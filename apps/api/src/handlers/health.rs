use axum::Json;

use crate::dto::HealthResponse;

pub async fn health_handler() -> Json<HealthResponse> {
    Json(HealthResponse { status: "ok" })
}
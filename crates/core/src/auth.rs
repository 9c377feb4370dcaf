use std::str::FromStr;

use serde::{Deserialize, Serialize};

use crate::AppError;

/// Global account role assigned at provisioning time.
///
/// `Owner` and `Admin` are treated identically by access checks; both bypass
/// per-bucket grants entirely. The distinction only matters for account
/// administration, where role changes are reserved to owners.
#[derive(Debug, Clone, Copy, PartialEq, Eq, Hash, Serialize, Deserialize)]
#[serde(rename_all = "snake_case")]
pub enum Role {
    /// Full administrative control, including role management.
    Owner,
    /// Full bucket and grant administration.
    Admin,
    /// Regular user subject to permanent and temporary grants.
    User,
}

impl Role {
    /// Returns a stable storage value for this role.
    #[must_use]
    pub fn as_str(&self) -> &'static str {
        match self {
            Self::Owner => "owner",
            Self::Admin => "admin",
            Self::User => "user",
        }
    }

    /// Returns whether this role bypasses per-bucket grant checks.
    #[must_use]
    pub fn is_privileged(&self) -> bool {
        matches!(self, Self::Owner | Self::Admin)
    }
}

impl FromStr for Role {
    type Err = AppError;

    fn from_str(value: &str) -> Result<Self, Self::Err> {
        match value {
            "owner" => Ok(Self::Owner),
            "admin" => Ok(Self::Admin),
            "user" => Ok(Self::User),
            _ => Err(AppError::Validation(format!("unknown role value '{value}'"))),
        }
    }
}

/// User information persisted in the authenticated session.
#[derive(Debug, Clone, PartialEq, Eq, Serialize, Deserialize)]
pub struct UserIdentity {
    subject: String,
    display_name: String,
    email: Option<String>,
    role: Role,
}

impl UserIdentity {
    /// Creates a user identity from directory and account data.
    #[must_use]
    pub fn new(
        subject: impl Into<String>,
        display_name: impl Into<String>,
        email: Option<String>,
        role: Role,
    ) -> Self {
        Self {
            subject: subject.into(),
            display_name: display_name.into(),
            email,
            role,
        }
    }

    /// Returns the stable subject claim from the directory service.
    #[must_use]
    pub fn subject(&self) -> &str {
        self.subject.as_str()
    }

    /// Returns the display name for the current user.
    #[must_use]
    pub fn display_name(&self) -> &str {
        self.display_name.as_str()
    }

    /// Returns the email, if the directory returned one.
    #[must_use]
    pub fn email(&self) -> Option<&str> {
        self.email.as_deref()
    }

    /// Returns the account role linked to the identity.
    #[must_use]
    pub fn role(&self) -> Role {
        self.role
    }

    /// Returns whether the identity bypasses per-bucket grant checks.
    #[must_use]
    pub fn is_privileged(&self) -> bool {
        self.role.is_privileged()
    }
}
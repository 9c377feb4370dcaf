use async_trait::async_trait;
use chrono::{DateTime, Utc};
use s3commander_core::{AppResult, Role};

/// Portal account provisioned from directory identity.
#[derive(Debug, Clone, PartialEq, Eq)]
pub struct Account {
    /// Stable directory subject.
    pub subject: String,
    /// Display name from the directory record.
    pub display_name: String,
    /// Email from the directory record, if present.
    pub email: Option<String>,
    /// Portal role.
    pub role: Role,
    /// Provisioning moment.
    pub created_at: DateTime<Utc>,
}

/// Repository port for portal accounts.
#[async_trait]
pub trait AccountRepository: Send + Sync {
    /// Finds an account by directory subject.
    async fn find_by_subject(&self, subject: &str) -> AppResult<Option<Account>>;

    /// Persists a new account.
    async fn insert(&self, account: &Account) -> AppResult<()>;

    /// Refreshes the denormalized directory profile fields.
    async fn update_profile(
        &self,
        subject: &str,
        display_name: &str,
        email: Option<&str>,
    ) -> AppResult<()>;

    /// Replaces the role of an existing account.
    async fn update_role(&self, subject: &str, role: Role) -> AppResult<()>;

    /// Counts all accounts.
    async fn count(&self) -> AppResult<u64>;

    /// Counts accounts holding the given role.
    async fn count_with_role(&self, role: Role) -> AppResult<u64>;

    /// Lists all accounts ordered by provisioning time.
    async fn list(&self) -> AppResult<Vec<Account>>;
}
──────────────────────────────
▶ [WHAT YOU WILL DO] In the records above, find every line that contains the word "bucket" and copy it.

▶ [TASK SOLUTION]
/// per-bucket grants entirely. The distinction only matters for account
    /// Full bucket and grant administration.
    /// Returns whether this role bypasses per-bucket grant checks.
    /// Returns whether the identity bypasses per-bucket grant checks.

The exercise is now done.